*** Block opens ***
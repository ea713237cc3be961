//! Model service contracts.
//!
//! The agent loop only needs "prompt in, text out": that is
//! [`TextGenerator`]. Real backends speak chat completions, which is
//! [`Provider`]. The providers crate bridges the two.

use async_trait::async_trait;
use serde::{Deserialize, Serialize};

use crate::error::ProviderError;
use crate::message::Message;

/// One chat-completion request.
#[derive(Debug, Clone, Serialize, Deserialize)]
pub struct ProviderRequest {
    /// Model identifier, e.g. "meta-llama/Llama-3.2-3B-Instruct"
    pub model: String,

    pub messages: Vec<Message>,

    #[serde(default = "default_temperature")]
    pub temperature: f32,

    #[serde(default, skip_serializing_if = "Option::is_none")]
    pub max_tokens: Option<u32>,

    /// Sequences at which the backend should stop generating.
    #[serde(default, skip_serializing_if = "Vec::is_empty")]
    pub stop: Vec<String>,
}

fn default_temperature() -> f32 {
    0.7
}

impl ProviderRequest {
    /// A request carrying a single user turn.
    pub fn single_turn(model: impl Into<String>, prompt: impl Into<String>) -> Self {
        Self {
            model: model.into(),
            messages: vec![Message::user(prompt)],
            temperature: default_temperature(),
            max_tokens: None,
            stop: Vec::new(),
        }
    }

    pub fn with_temperature(mut self, temperature: f32) -> Self {
        self.temperature = temperature;
        self
    }

    pub fn with_max_tokens(mut self, max_tokens: Option<u32>) -> Self {
        self.max_tokens = max_tokens;
        self
    }

    pub fn with_stop(mut self, stop: Vec<String>) -> Self {
        self.stop = stop;
        self
    }
}

/// What the backend sent back.
#[derive(Debug, Clone, Serialize, Deserialize)]
pub struct ProviderResponse {
    pub message: Message,

    pub usage: Option<Usage>,

    /// The model that actually answered; routers may substitute one.
    pub model: String,
}

impl ProviderResponse {
    pub fn text(&self) -> &str {
        &self.message.content
    }
}

/// Token accounting reported by the backend.
#[derive(Debug, Clone, Copy, Default, PartialEq, Eq, Serialize, Deserialize)]
pub struct Usage {
    pub prompt_tokens: u32,
    pub completion_tokens: u32,
    pub total_tokens: u32,
}

/// A chat-completions backend.
#[async_trait]
pub trait Provider: Send + Sync {
    /// Short name used in logs, e.g. "huggingface".
    fn name(&self) -> &str;

    async fn complete(&self, request: ProviderRequest) -> Result<ProviderResponse, ProviderError>;
}

/// The model-service contract seen by the agent loop and by tools that
/// need the model themselves.
///
/// Failures (network, auth, quota) are returned, never swallowed.
#[async_trait]
pub trait TextGenerator: Send + Sync {
    async fn generate(&self, prompt: &str) -> Result<String, ProviderError>;
}
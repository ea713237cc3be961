pub mod config_cmd;
pub mod preview;
pub mod run;
pub mod tools;

use dossier_agent::OBSERVATION_MARKER;
use dossier_config::AppConfig;
use dossier_core::Result;
use dossier_core::provider::TextGenerator;
use dossier_core::tool::ToolRegistry;
use dossier_providers::ChatGenerator;
use std::sync::Arc;

/// Build the generator and tool registry described by the config.
///
/// No request is sent here, so this works without an API key.
pub fn build_runtime(
    config: &AppConfig,
) -> Result<(Arc<dyn TextGenerator>, Arc<ToolRegistry>)> {
    let provider = dossier_providers::build_from_config(config)?;
    let generator: Arc<dyn TextGenerator> = Arc::new(
        ChatGenerator::from_config(provider, &config.llm).with_stop([OBSERVATION_MARKER]),
    );
    let registry = dossier_tools::default_registry(generator.clone(), &config.security)?;
    tracing::debug!(
        provider = %config.llm.provider,
        model = %config.llm.model,
        tools = registry.len(),
        "Runtime ready"
    );
    Ok((generator, Arc::new(registry)))
}
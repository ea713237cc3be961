//! Progress events emitted while a workflow runs with `verbose` enabled.
//!
//! Progress is a presentation channel, separate from `tracing` logs. Sinks
//! only observe; nothing they do can change the run.

use serde::{Deserialize, Serialize};
use uuid::Uuid;

use crate::workflow::TerminalReason;

/// One step of a run, as seen from the outside.
#[derive(Debug, Clone, PartialEq, Eq, Serialize, Deserialize)]
#[serde(tag = "type", rename_all = "snake_case")]
pub enum ProgressEvent {
    /// The run began.
    Started { run_id: Uuid, max_iterations: u32 },

    /// A new iteration (1-based).
    Iteration { number: u32 },

    /// Raw text returned by the model.
    ModelResponse { text: String },

    /// A tool is about to run.
    ToolCall { tool: String, input: String },

    /// The (possibly truncated) observation a tool produced.
    Observation { preview: String },

    /// The response was unusable and the model was nudged.
    Nudge,

    /// The model call for this iteration timed out.
    Timeout { iteration: u32 },

    /// The run ended.
    Finished {
        reason: TerminalReason,
        iterations: u32,
    },
}

impl ProgressEvent {
    pub fn event_type(&self) -> &'static str {
        match self {
            Self::Started { .. } => "started",
            Self::Iteration { .. } => "iteration",
            Self::ModelResponse { .. } => "model_response",
            Self::ToolCall { .. } => "tool_call",
            Self::Observation { .. } => "observation",
            Self::Nudge => "nudge",
            Self::Timeout { .. } => "timeout",
            Self::Finished { .. } => "finished",
        }
    }
}

/// Receives progress events.
pub trait ProgressSink: Send + Sync {
    fn emit(&self, event: &ProgressEvent);
}

/// Prints a human-readable trace to stderr.
pub struct StderrProgress;

impl StderrProgress {
    fn render(event: &ProgressEvent) -> String {
        let rule = "=".repeat(50);
        match event {
            ProgressEvent::Started { run_id, .. } => {
                format!("\n{rule}\nAGENT STARTING ({run_id})\n{rule}")
            }
            ProgressEvent::Iteration { number } => format!("\n--- Iteration {number} ---"),
            ProgressEvent::ModelResponse { text } => format!("LLM Response:\n{text}"),
            ProgressEvent::ToolCall { tool, input } => format!("\nExecuting: {tool}({input})"),
            ProgressEvent::Observation { preview } => format!("Observation: {preview}"),
            ProgressEvent::Nudge => "(no action or final answer, nudging)".to_string(),
            ProgressEvent::Timeout { iteration } => {
                format!("Model call timed out on iteration {iteration}, retrying")
            }
            ProgressEvent::Finished { reason, iterations } => {
                format!("\n{rule}\nAGENT FINISHED: {reason} after {iterations} iteration(s)\n{rule}")
            }
        }
    }
}

impl ProgressSink for StderrProgress {
    fn emit(&self, event: &ProgressEvent) {
        eprintln!("{}", Self::render(event));
    }
}

/// First `max_chars` characters of `text`, with `...` appended when cut.
pub fn preview(text: &str, max_chars: usize) -> String {
    match text.char_indices().nth(max_chars) {
        Some((cut, _)) => format!("{}...", &text[..cut]),
        None => text.to_string(),
    }
}

#[cfg(test)]
mod tests {
    use super::*;

    #[test]
    fn event_serialization_is_tagged() {
        let json = serde_json::to_string(&ProgressEvent::Iteration { number: 2 }).unwrap();
        assert_eq!(json, r#"{"type":"iteration","number":2}"#);

        let json = serde_json::to_string(&ProgressEvent::Finished {
            reason: TerminalReason::LoopDetected,
            iterations: 3,
        })
        .unwrap();
        assert!(json.contains(r#""reason":"loop_detected""#));
    }

    #[test]
    fn event_type_matches_serde_tag() {
        let events = [
            ProgressEvent::Nudge,
            ProgressEvent::Timeout { iteration: 1 },
            ProgressEvent::ToolCall {
                tool: "t".into(),
                input: "i".into(),
            },
        ];
        for event in events {
            let value = serde_json::to_value(&event).unwrap();
            assert_eq!(value["type"], event.event_type());
        }
    }

    #[test]
    fn preview_truncates_on_char_boundary() {
        assert_eq!(preview("short", 200), "short");
        assert_eq!(preview("abcdef", 3), "abc...");
        assert_eq!(preview("ééééé", 2), "éé...");
        assert_eq!(preview("exact", 5), "exact");
    }

    #[test]
    fn stderr_rendering_names_the_step() {
        let text = StderrProgress::render(&ProgressEvent::Iteration { number: 4 });
        assert_eq!(text, "\n--- Iteration 4 ---");
    }
}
*** Block closes ***
> _Task item_:
Where does "number" occur in the data? Copy each line that has it.

> _Output of the task_:
    Iteration { number: u32 },
            ProgressEvent::Iteration { number } => format!("\n--- Iteration {number} ---"),
        let json = serde_json::to_string(&ProgressEvent::Iteration { number: 2 }).unwrap();
        assert_eq!(json, r#"{"type":"iteration","number":2}"#);
        let text = StderrProgress::render(&ProgressEvent::Iteration { number: 4 });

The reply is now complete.